Any portion of a complaint that is legally frivolous, malicious, fails to state a claim upon
which relief may be granted, or asks for money damages from a defendant who by law
is immune from such relief must be dismissed. 28 U.S.C. § 1915A(b). At this juncture,
the factual allegations of the pro se complaint are to be liberally construed. Rodriguez v.
Plymouth Ambulance Serv., 577 F.3d 816, 821 (7th Cir. 2009).
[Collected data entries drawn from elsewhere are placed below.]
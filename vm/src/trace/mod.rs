//! Step-by-step recording of a run.
//!
//! Each executed instruction yields an [`ExecutionStep`] carrying the
//! compact stack delta, the rolling stack hash, the memory image with its
//! hash and the byte ranges of memory and calldata the instruction touched.

pub mod hashing;
mod recorder;
mod step;

pub use recorder::{Trace, TraceRecorder};
pub use step::ExecutionStep;
use super::{ExecutionContext, VmError};
use crate::integer_ops::{self, Word};

binary_op!(add, |a, b| a.overflowing_add(b).0);
binary_op!(mul, |a, b| a.overflowing_mul(b).0);
binary_op!(sub, |a, b| a.overflowing_sub(b).0);
binary_op!(div, |a, b| if b.is_zero() { Word::zero() } else { a / b });
binary_op!(sdiv, |a, b| integer_ops::sdiv(a, b));
binary_op!(modulo, |a, b| if b.is_zero() { Word::zero() } else { a % b });
binary_op!(smod, |a, b| integer_ops::smod(a, b));
ternary_op!(addmod, |a, b, n| integer_ops::addmod(a, b, n));
ternary_op!(mulmod, |a, b, n| integer_ops::mulmod(a, b, n));
binary_op!(exp, |base, exponent| integer_ops::exp(base, exponent));
binary_op!(signextend, |k, value| integer_ops::signextend(k, value));
use std::sync::Arc;

use ethereum_types::H256;
use smallvec::SmallVec;
use tracing::{debug, instrument};

use super::{
    hashing::{keccak, keccak_pair, stack_hashes, word_to_h256, ZERO_HASH},
    ExecutionStep,
};
use crate::{
    execution::{Interpreter, RunArgs, RunState},
    integer_ops::Word,
    opcodes::Opcode,
    stats::ExecutionStats,
};

/// Result of a recorded run.
#[derive(Debug, Clone)]
pub struct Trace {
    pub steps: Vec<ExecutionStep>,
    /// Machine state after the last step.
    pub state: RunState,
}

impl Trace {
    pub fn errno(&self) -> u8 {
        self.state.errno()
    }

    pub fn return_value(&self) -> &[u8] {
        &self.state.return_value
    }
}

/// Incrementally maintained stack hash chain.
#[derive(Debug)]
struct StackChain {
    elements: Vec<H256>,
    hashes: Vec<H256>,
}

struct StackDelta {
    consumed: SmallVec<[H256; 4]>,
    pushed: SmallVec<[H256; 4]>,
    compact_hash: H256,
}

impl StackChain {
    fn new(stack: &[Word]) -> Self {
        let elements = stack.iter().copied().map(word_to_h256).collect::<Vec<_>>();
        let hashes = stack_hashes(&elements, ZERO_HASH);
        Self { elements, hashes }
    }

    fn top_hash(&self) -> H256 {
        self.hashes.last().copied().unwrap_or(ZERO_HASH)
    }

    /// Reconciles the chain with `stack` after `opcode` ran. `SWAPn` and
    /// `DUPn` account for the entries they address, clipped to what the
    /// previous stack held.
    fn advance(&mut self, opcode: Opcode, stack: &[Word]) -> StackDelta {
        let declared = match (opcode.swap_depth(), opcode.dup_depth()) {
            (Some(depth), _) => depth * 2,
            (_, Some(depth)) => depth,
            _ => opcode.stack_io().0,
        };
        let consumed = declared.min(self.elements.len());

        if consumed == 0 && self.elements.len() == stack.len() {
            return StackDelta {
                consumed: SmallVec::new(),
                pushed: SmallVec::new(),
                compact_hash: self.top_hash(),
            };
        }

        let split = self.elements.len() - consumed;
        let consumed = self.elements.drain(split..).collect::<SmallVec<_>>();
        self.hashes.truncate(self.hashes.len() - consumed.len());
        let compact_hash = self.top_hash();

        let mut pushed = SmallVec::new();
        for value in stack.iter().skip(self.elements.len()) {
            let element = word_to_h256(*value);
            let link = keccak_pair(&self.top_hash(), &element);
            self.elements.push(element);
            self.hashes.push(link);
            pushed.push(element);
        }

        StackDelta {
            consumed,
            pushed,
            compact_hash,
        }
    }
}

/// Last serialised memory image, reused while memory stays unchanged.
#[derive(Debug, Default)]
struct MemorySnapshot {
    last: Option<(Arc<[u8]>, usize, H256)>,
}

impl MemorySnapshot {
    fn advance(&mut self, state: &RunState) -> (Arc<[u8]>, usize, H256) {
        let size = state.memory.word_count();
        match &self.last {
            Some((image, prev_size, hash))
                if state.memory.write_range().is_none() && *prev_size == size =>
            {
                (image.clone(), size, *hash)
            }
            _ => {
                let image: Arc<[u8]> = Arc::from(state.memory.as_bytes());
                let hash = keccak(&image);
                self.last = Some((image.clone(), size, hash));
                (image, size, hash)
            }
        }
    }
}

/// Runs the interpreter and records an [`ExecutionStep`] after every
/// instruction. Execution semantics are those of the wrapped interpreter.
#[derive(Debug, Default)]
pub struct TraceRecorder {
    interpreter: Interpreter,
}

impl TraceRecorder {
    pub fn new(interpreter: Interpreter) -> Self {
        Self { interpreter }
    }

    pub fn interpreter(&self) -> &Interpreter {
        &self.interpreter
    }

    pub fn interpreter_mut(&mut self) -> &mut Interpreter {
        &mut self.interpreter
    }

    pub fn into_interpreter(self) -> Interpreter {
        self.interpreter
    }

    pub fn stats(&self) -> &ExecutionStats {
        self.interpreter.stats()
    }

    #[instrument(level = "debug", skip_all, fields(code_len = args.code.len(), pc = args.pc))]
    pub fn run(&mut self, args: RunArgs) -> Trace {
        let step_count = args.step_count;
        let mut state = self.interpreter.initialize(args);
        let mut stack = StackChain::new(&state.stack);
        let mut memory = MemorySnapshot::default();
        let mut steps = Vec::new();

        while state.is_running() {
            let _ = self.interpreter.step(&mut state);
            steps.push(record_step(&state, &mut stack, &mut memory));

            if step_count != 0 && steps.len() == step_count {
                break;
            }
        }

        debug!(
            steps = steps.len(),
            errno = state.errno(),
            stopped = state.stopped,
            "trace recorded"
        );
        Trace { steps, state }
    }
}

fn record_step(
    state: &RunState,
    stack: &mut StackChain,
    memory: &mut MemorySnapshot,
) -> ExecutionStep {
    let delta = stack.advance(state.opcode, &state.stack);
    let (mem, mem_size, mem_hash) = memory.advance(state);

    ExecutionStep {
        opname: state.opcode.name(),
        pc: state.pc,
        errno: state.errno(),
        return_data: state.return_value.clone(),
        compact_stack: delta.consumed,
        pushed: delta.pushed,
        compact_stack_hash: delta.compact_hash,
        stack_hash: stack.top_hash(),
        stack_size: state.stack.len(),
        mem,
        mem_size,
        mem_hash,
        mem_read: state.memory.read_range(),
        mem_write: state.memory.write_range(),
        call_data_read: state.call_data.read_range(),
    }
}

#[cfg(test)]
mod tests {
    use super::*;
    use crate::trace::hashing::stack_hash;

    #[test]
    fn test_stack_chain_tracks_swap() {
        let stack = vec![Word::from(1), Word::from(2), Word::from(3)];
        let mut chain = StackChain::new(&stack);

        let swapped = vec![Word::from(1), Word::from(3), Word::from(2)];
        let delta = chain.advance(Opcode::Swap1, &swapped);

        assert_eq!(delta.consumed.len(), 2);
        assert_eq!(delta.pushed.len(), 2);
        let expected: Vec<H256> = swapped.iter().copied().map(word_to_h256).collect();
        assert_eq!(chain.top_hash(), stack_hash(&expected, ZERO_HASH));
        assert_eq!(
            delta.compact_hash,
            stack_hash(&expected[..1], ZERO_HASH)
        );
    }

    #[test]
    fn test_unchanged_stack_has_empty_delta() {
        let stack = vec![Word::from(7)];
        let mut chain = StackChain::new(&stack);
        let before = chain.top_hash();
        let delta = chain.advance(Opcode::JumpDest, &stack);
        assert!(delta.consumed.is_empty());
        assert_eq!(delta.compact_hash, before);
    }
}
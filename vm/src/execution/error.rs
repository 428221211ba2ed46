use thiserror::Error;

use crate::host::HostError;

/// Exceptions raised while executing a single instruction.
///
/// Each variant carries the error number written into traces and state
/// hashes; zero is reserved for a successful step.
#[derive(Debug, Clone, Copy, Error, PartialEq, Eq, Hash)]
pub enum VmError {
    #[error("stack overflow")]
    StackOverflow,
    #[error("stack underflow")]
    StackUnderflow,
    #[error("invalid opcode")]
    InvalidOpcode,
    #[error("invalid JUMP")]
    InvalidJump,
    #[error("instruction not supported")]
    InstructionNotSupported,
    #[error("revert")]
    Revert,
    #[error("static state change")]
    StaticStateChange,
    #[error("out of gas")]
    OutOfGas,
    #[error("internal error")]
    InternalError,
}

impl VmError {
    pub const fn errno(self) -> u8 {
        match self {
            VmError::StackOverflow => 0x01,
            VmError::StackUnderflow => 0x02,
            VmError::InvalidOpcode => 0x04,
            VmError::InvalidJump => 0x05,
            VmError::InstructionNotSupported => 0x06,
            VmError::Revert => 0x07,
            VmError::StaticStateChange => 0x0b,
            VmError::OutOfGas => 0x0d,
            VmError::InternalError => 0xff,
        }
    }

    /// Maps a non-zero error number back to its variant. Unknown numbers
    /// collapse into [`VmError::InternalError`].
    pub const fn from_errno(errno: u8) -> Option<Self> {
        Some(match errno {
            0x00 => return None,
            0x01 => VmError::StackOverflow,
            0x02 => VmError::StackUnderflow,
            0x04 => VmError::InvalidOpcode,
            0x05 => VmError::InvalidJump,
            0x06 => VmError::InstructionNotSupported,
            0x07 => VmError::Revert,
            0x0b => VmError::StaticStateChange,
            0x0d => VmError::OutOfGas,
            _ => VmError::InternalError,
        })
    }
}

impl From<HostError> for VmError {
    fn from(err: HostError) -> Self {
        match err {
            HostError::Unsupported => VmError::InstructionNotSupported,
            HostError::Failed(_) => VmError::InternalError,
        }
    }
}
On July 23, 2021, Plaintiff was transferred from Lawrence Correctional Center to
Pinckneyville. (Doc. 1 at 8). Plaintiff is paralyzed from the waist down, he has an astomy
(open wound), he uses a colostomy bag and catheters, and he needs a wheelchair to get
around. His ailments require a variety of supplies such as, a large band aid for his
astomy, catheters, and colostomy bags. Upon arrival to Pinckneyville, he saw Dr. Meyers
about his medical conditions and his need for supplies.
On July 25, 2021, Plaintiff requested an ADA compliant shower chair with wheels,
safety locks, and other features. He was presented with a chair that lacked many of the
features he desired, but he was faced with the choice of either taking the chair or passing
on showers. He was told to raise problems about the shower chair with Defendant
Brown, the healthcare unit administrator. Plaintiff opted to shower, but when attempting
to maneuver the chair under the showerhead he fell. A half-hour later he was seen by a
nurse who gave him Tylenol. He submitted a request for additional care on July 26, 2021.
(Doc. 1 at 9).
On August 4, 2021, Plaintiff was seen by Dr. Meyers, and he described his injuries,
which included nerve pinching and pain in his neck, shoulder, and upper-back. Dr.
Meyers neither physically examined Plaintiff, nor did he provide any other treatment,
which prolonged Plaintiff’s pain. At the appointment, Plaintiff also informed Dr. Meyers
that he had not been receiving adequate medical supplies, which led to a urinary tract
infection, and leakage of blood, puss, mucus, and fecal matter from his astomy. Dr.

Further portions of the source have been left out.